How does the clusterware resolve a "split brain" situation?
Oracle Clusterware handles the split-brain by terminating all the nodes in the SMALLER cohort.
If both of the cohorts are the same size, the cohort with the lowest numbered node in it survives.
The clusterware identifies the LARGEST cohort, and aborts all the nodes which do NOT belong to that cohort.
Identifying a split-brain eviction
In a split-brain node eviction, the following message is present in the ocssd log ($GRID_HOME/log/
clssnmCheckDskInfo: Aborting local node to avoid splitbrain.

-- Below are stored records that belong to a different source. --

use alloy_primitives::B256;
use anyhow::{Context, Result, anyhow};
use std::sync::Arc;
use tracing::{error, info, warn};
use tracing_subscriber::{self, EnvFilter};

use zksync_receipts::ZkSyncProvider;
use zksync_receipts::metrics::Metrics;
use zksync_receipts::utils::load_config;

#[tokio::main]
async fn main() -> Result<()> {
    // Initialize tracing
    tracing_subscriber::fmt()
        .with_env_filter(EnvFilter::from_default_env().add_directive(tracing::Level::INFO.into()))
        .with_writer(std::io::stderr)
        .init();

    // Load config
    let config = match load_config("config.yml") {
        Ok(config) => {
            info!("Config loaded successfully");
            config
        }
        Err(e) => {
            error!("Failed to load config: {}", e);
            return Err(anyhow!(e));
        }
    };

    let hashes = std::env::args()
        .skip(1)
        .map(|arg| {
            arg.parse::<B256>()
                .with_context(|| format!("invalid transaction hash: {arg}"))
        })
        .collect::<Result<Vec<_>>>()?;
    if hashes.is_empty() {
        return Err(anyhow!("usage: zksync-receipts <tx-hash>..."));
    }

    // Initialize optional metrics
    let metrics = if config.metrics.enabled {
        let metrics = Arc::new(Metrics::new(config.chain_name.clone())?);
        metrics
            .start_metrics_server(&config.metrics.address, config.metrics.port)
            .await?;
        Some(metrics)
    } else {
        info!("Metrics are disabled");
        None
    };

    let mut provider = ZkSyncProvider::connect(&config).await?;
    if let Some(metrics) = metrics {
        provider = provider.with_metrics(metrics);
    }

    for hash in hashes {
        match provider.get_transaction_receipt(hash).await? {
            Some(receipt) => {
                info!(
                    "Receipt for {} in block {:?} with {} logs",
                    hash,
                    receipt.block_number,
                    receipt.logs.len()
                );
                println!("{}", serde_json::to_string_pretty(receipt.receipt())?);
            }
            None => warn!("No receipt found for transaction {}", hash),
        }
    }

    Ok(())
}
//! PLY file loading and parsing

mod loader;

pub use loader::load_points_from_ply;
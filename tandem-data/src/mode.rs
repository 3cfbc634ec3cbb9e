//! Operating mode selection.
//!
//! The mode is either given explicitly by name or inferred from the shape of
//! the scene path: directories and metadata files are radiance-field scenes,
//! mesh files are signed-distance targets, NanoVDB grids are volumes, and
//! anything else is treated as an image.

use serde::{Deserialize, Serialize};
use std::fmt;
use std::path::{Path, PathBuf};
use std::str::FromStr;
use thiserror::Error;

/// Extensions that mark a scene metadata file.
const METADATA_EXTENSIONS: &[&str] = &["json"];
/// Extensions that mark mesh geometry.
const MESH_EXTENSIONS: &[&str] = &["obj", "stl", "ply"];
/// Extensions that mark a volumetric grid.
const VOLUME_EXTENSIONS: &[&str] = &["nvdb"];

/// Training domain, fixed for the lifetime of the process.
#[derive(Debug, Clone, Copy, PartialEq, Eq, Hash, Serialize, Deserialize)]
#[serde(rename_all = "lowercase")]
pub enum OperatingMode {
    /// Radiance field from posed camera frames.
    Nerf,
    /// Signed distance field from mesh geometry.
    Sdf,
    /// Volumetric density grid.
    Volume,
    /// Single 2D image.
    Image,
}

impl OperatingMode {
    /// Get all available modes.
    pub fn all() -> &'static [OperatingMode] {
        &[
            OperatingMode::Nerf,
            OperatingMode::Sdf,
            OperatingMode::Volume,
            OperatingMode::Image,
        ]
    }

    /// Lowercase name accepted on the command line.
    pub fn name(self) -> &'static str {
        match self {
            OperatingMode::Nerf => "nerf",
            OperatingMode::Sdf => "sdf",
            OperatingMode::Volume => "volume",
            OperatingMode::Image => "image",
        }
    }
}

impl fmt::Display for OperatingMode {
    fn fmt(&self, f: &mut fmt::Formatter<'_>) -> fmt::Result {
        f.write_str(self.name())
    }
}

impl FromStr for OperatingMode {
    type Err = ModeError;

    fn from_str(s: &str) -> Result<Self, Self::Err> {
        OperatingMode::all()
            .iter()
            .copied()
            .find(|mode| mode.name().eq_ignore_ascii_case(s.trim()))
            .ok_or_else(|| ModeError::InvalidMode(s.to_string()))
    }
}

/// Errors raised while resolving the operating mode at startup.
#[derive(Debug, Error, PartialEq, Eq)]
pub enum ModeError {
    #[error("Unknown mode '{0}' (expected one of: nerf, sdf, volume, image)")]
    InvalidMode(String),

    #[error("Must specify either a mode or a scene path")]
    MissingInput,

    #[error("Scene path does not exist: {0}")]
    PathNotFound(PathBuf),
}

/// Resolve the operating mode from an explicit name and/or a scene path.
///
/// A supplied path must exist even when the mode is explicit, since the
/// loop reads from it before the first iteration.
pub fn resolve_mode(explicit: Option<&str>, scene: Option<&Path>) -> Result<OperatingMode, ModeError> {
    if let Some(path) = scene {
        if !path.exists() {
            return Err(ModeError::PathNotFound(path.to_path_buf()));
        }
    }

    match (explicit, scene) {
        (Some(name), _) => name.parse(),
        (None, Some(path)) => Ok(mode_from_path(path)),
        (None, None) => Err(ModeError::MissingInput),
    }
}

/// Infer a mode from the shape of a path without checking that it exists.
pub fn mode_from_path(path: &Path) -> OperatingMode {
    if path.is_dir() {
        return OperatingMode::Nerf;
    }

    let extension = path
        .extension()
        .and_then(|ext| ext.to_str())
        .map(|ext| ext.to_ascii_lowercase())
        .unwrap_or_default();

    if METADATA_EXTENSIONS.contains(&extension.as_str()) {
        OperatingMode::Nerf
    } else if MESH_EXTENSIONS.contains(&extension.as_str()) {
        OperatingMode::Sdf
    } else if VOLUME_EXTENSIONS.contains(&extension.as_str()) {
        OperatingMode::Volume
    } else {
        OperatingMode::Image
    }
}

And earlier in the same log, within 10 minutes prior to "clssnmCheckDskInfo: Aborting local node" message:
clssnmPollingThread: node %s (%n) at
Finding the cohort
The split-brain message in the ocssd.log will show "cohort" information. For example:
2012-12-28 20:26:25.803: [ CSSD][1111296320]clssnmCheckDskInfo: My cohort: 1
2012-12-28 20:26:25.803: [ CSSD][1111296320]clssnmCheckDskInfo: Surviving cohort: 2,3,4
2012-12-28 20:26:25.803: [ CSSD][1111296320](:CSSNM00008:)clssnmCheckDskInfo: Aborting local node to avoid splitbrain. Cohort of 1 nodes with leader 1, sprora01, is smaller than cohort of 3 nodes led by node 2, sprora02, based on map type 2
Understanding the cohort message
In a split-brain situation, ocssd on each node records on the voting disk the set of nodes it can communicate with. Each set is known as a "cohort". When there are two (or more) mutually
non-intersecting sets, we have a "split-brain" situation. It means that there are two (or more) separate sets of nodes which cannot talk to each other over the interconnect.

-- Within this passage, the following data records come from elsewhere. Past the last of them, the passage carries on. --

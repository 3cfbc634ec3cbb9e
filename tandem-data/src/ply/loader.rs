//! PLY file loading functions

use crate::error::DataError;
use crate::types::Point;
use glam::Vec3;
use serde::Deserialize;
use serde_json::Value as JsonValue;
use std::collections::HashMap;
use std::fs::File;
use std::io::BufReader;
use std::path::Path;
use tracing::{debug, info, warn};

// Face records are parsed only so that meshes with faces deserialize.
#[derive(Deserialize, Debug)]
#[allow(dead_code)]
struct PlyFace {
    vertex_indices: Vec<i32>,
}

#[derive(Deserialize, Debug)]
struct PlyFile {
    #[serde(rename = "vertex")]
    vertex: Vec<HashMap<String, JsonValue>>,
    #[serde(default, rename = "face")]
    face: Vec<PlyFace>,
}

fn get_f32(prop: Option<&JsonValue>) -> Option<f32> {
    prop.and_then(|v| match v {
        JsonValue::Number(n) => n.as_f64().map(|f| f as f32),
        _ => None,
    })
}

fn get_u8(prop: Option<&JsonValue>) -> Option<u8> {
    prop.and_then(|v| match v {
        JsonValue::Number(n) => n
            .as_u64()
            .map(|u| u as u8)
            .or_else(|| n.as_i64().map(|i| i as u8)),
        _ => None,
    })
}

/// Load vertex positions and colors from a PLY file.
#[tracing::instrument(skip_all, fields(path = %path.display()))]
pub fn load_points_from_ply(path: &Path) -> Result<Vec<Point>, DataError> {
    debug!("Loading PLY vertices from: {}", path.display());
    let reader = BufReader::new(File::open(path)?);

    let ply_data: PlyFile = serde_ply::from_reader(reader).map_err(|e| {
        warn!("Failed to parse PLY file: {}", e);
        DataError::Ply(e.to_string())
    })?;

    info!(
        "PLY file parsed: {} vertices, {} faces",
        ply_data.vertex.len(),
        ply_data.face.len()
    );

    let mut points = Vec::with_capacity(ply_data.vertex.len());
    for (i, vertex) in ply_data.vertex.iter().enumerate() {
        let coordinate = |name: &str| {
            get_f32(vertex.get(name)).ok_or_else(|| DataError::Ply(format!("Missing '{name}' at vertex {i}")))
        };
        let position = Vec3::new(coordinate("x")?, coordinate("y")?, coordinate("z")?);

        let color = if let (Some(r), Some(g), Some(b)) = (
            get_u8(vertex.get("red")),
            get_u8(vertex.get("green")),
            get_u8(vertex.get("blue")),
        ) {
            Vec3::new(r as f32, g as f32, b as f32) / 255.0
        } else {
            Vec3::splat(0.8)
        };

        points.push(Point::new(position, color));
    }

    Ok(points)
}

#[cfg(test)]
mod tests {
    use super::*;
    use std::fs;

    #[test]
    fn test_load_ascii_ply_with_colors() {
        let dir = tempfile::tempdir().unwrap();
        let path = dir.path().join("cloud.ply");
        fs::write(
            &path,
            "ply\nformat ascii 1.0\nelement vertex 2\nproperty float x\nproperty float y\nproperty float z\n\
             property uchar red\nproperty uchar green\nproperty uchar blue\nend_header\n\
             0 0 0 255 0 0\n1 2 3 0 255 0\n",
        )
        .unwrap();

        let points = load_points_from_ply(&path).unwrap();
        assert_eq!(points.len(), 2);
        assert_eq!(points[1].position, Vec3::new(1.0, 2.0, 3.0));
        assert_eq!(points[0].color, Vec3::new(1.0, 0.0, 0.0));
    }

    #[test]
    fn test_missing_file_is_io_error() {
        let dir = tempfile::tempdir().unwrap();
        let err = load_points_from_ply(&dir.path().join("absent.ply")).unwrap_err();
        assert!(matches!(err, DataError::Io(_)));
    }
}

For example, in the above quote
My cohort: 1
Surviving cohort: 2,3,4
The meaning of these messages is
* "My cohort: 1" => The list of nodes I can communicate with: 1
* "Surviving cohort: 2,3,4" => From the voting disk, I know that nodes 2,3,4 can all communicate with each other.

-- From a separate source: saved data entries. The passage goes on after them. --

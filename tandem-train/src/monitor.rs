//! Loss history and convergence detection.
//!
//! The loop only risks a dataset reload once training has settled. Settling
//! is measured on the first differences of the recent loss window: the
//! differencing removes the downward trend of the curve, leaving the
//! step-to-step noise. Once that noise has a population standard deviation
//! below the threshold, the loop is considered stable.
//!
//! The statistic is recomputed from the window on every call rather than
//! maintained incrementally; windows are small and recomputation does not
//! accumulate rounding drift.

use std::collections::VecDeque;

/// Default loss window size.
pub const DEFAULT_WINDOW: usize = 32;
/// Default dispersion threshold below which training counts as stable.
pub const DEFAULT_THRESHOLD: f32 = 0.10;

/// Bounded, append-only history of per-iteration loss values.
#[derive(Debug, Clone)]
pub struct LossHistory {
    samples: VecDeque<f32>,
    capacity: usize,
    total_recorded: u64,
}

impl LossHistory {
    /// Create an empty history holding at most `capacity` samples.
    pub fn new(capacity: usize) -> Self {
        Self {
            samples: VecDeque::with_capacity(capacity),
            capacity,
            total_recorded: 0,
        }
    }

    /// Append a sample, evicting the oldest once the window is full.
    pub fn push(&mut self, loss: f32) {
        self.samples.push_back(loss);
        while self.samples.len() > self.capacity {
            self.samples.pop_front();
        }
        self.total_recorded += 1;
    }

    pub fn len(&self) -> usize {
        self.samples.len()
    }

    pub fn is_empty(&self) -> bool {
        self.samples.is_empty()
    }

    /// Number of samples ever pushed, including evicted ones.
    pub fn total_recorded(&self) -> u64 {
        self.total_recorded
    }

    /// Whether more samples have been seen than the window holds.
    pub fn has_cycled(&self) -> bool {
        self.total_recorded > self.capacity as u64
    }

    pub fn latest(&self) -> Option<f32> {
        self.samples.back().copied()
    }

    /// Samples in iteration order, oldest first.
    pub fn iter(&self) -> impl Iterator<Item = f32> + '_ {
        self.samples.iter().copied()
    }

    /// Population standard deviation of the window's first differences.
    ///
    /// `None` with fewer than two samples.
    pub fn difference_std_dev(&self) -> Option<f32> {
        first_difference_std_dev(self.samples.iter().copied())
    }
}

/// Population standard deviation of consecutive differences of `values`.
pub fn first_difference_std_dev(values: impl IntoIterator<Item = f32>) -> Option<f32> {
    let values: Vec<f64> = values.into_iter().map(f64::from).collect();
    if values.len() < 2 {
        return None;
    }

    let diffs: Vec<f64> = values.windows(2).map(|w| w[1] - w[0]).collect();
    let n = diffs.len() as f64;
    let mean = diffs.iter().sum::<f64>() / n;
    let variance = diffs.iter().map(|d| (d - mean).powi(2)).sum::<f64>() / n;
    Some(variance.sqrt() as f32)
}

/// Classifies a loss history as stable or still decaying.
#[derive(Debug, Clone, Copy)]
pub struct ConvergenceMonitor {
    threshold: f32,
}

impl ConvergenceMonitor {
    pub fn new(threshold: f32) -> Self {
        Self { threshold }
    }

    pub fn threshold(&self) -> f32 {
        self.threshold
    }

    /// Stable once the window has cycled at least once and the difference
    /// dispersion is below the threshold.
    pub fn is_stable(&self, history: &LossHistory) -> bool {
        if !history.has_cycled() {
            return false;
        }
        history
            .difference_std_dev()
            .is_some_and(|dispersion| dispersion < self.threshold)
    }
}

impl Default for ConvergenceMonitor {
    fn default() -> Self {
        Self::new(DEFAULT_THRESHOLD)
    }
}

* "Cohort of 1 nodes with leader 1, sprora01, is smaller than cohort of 3 nodes led by node 2, sprora02"
=> Oracle Clusterware has identified that the cohort {1} is smaller than the cohort {2,3,4}.
Oracle Clusterware handles the split-brain by terminating all the nodes in the SMALLER cohort. In this case, the smaller cohort is {1}. Therefore, ocssd on node {1} aborts the node.
Using the cohort message to identify interconnect network issues
The cohort message describes which nodes can communicate with each other.
Each cohort is a set of nodes that can talk to each other, and cannot talk to the nodes NOT in the cohort.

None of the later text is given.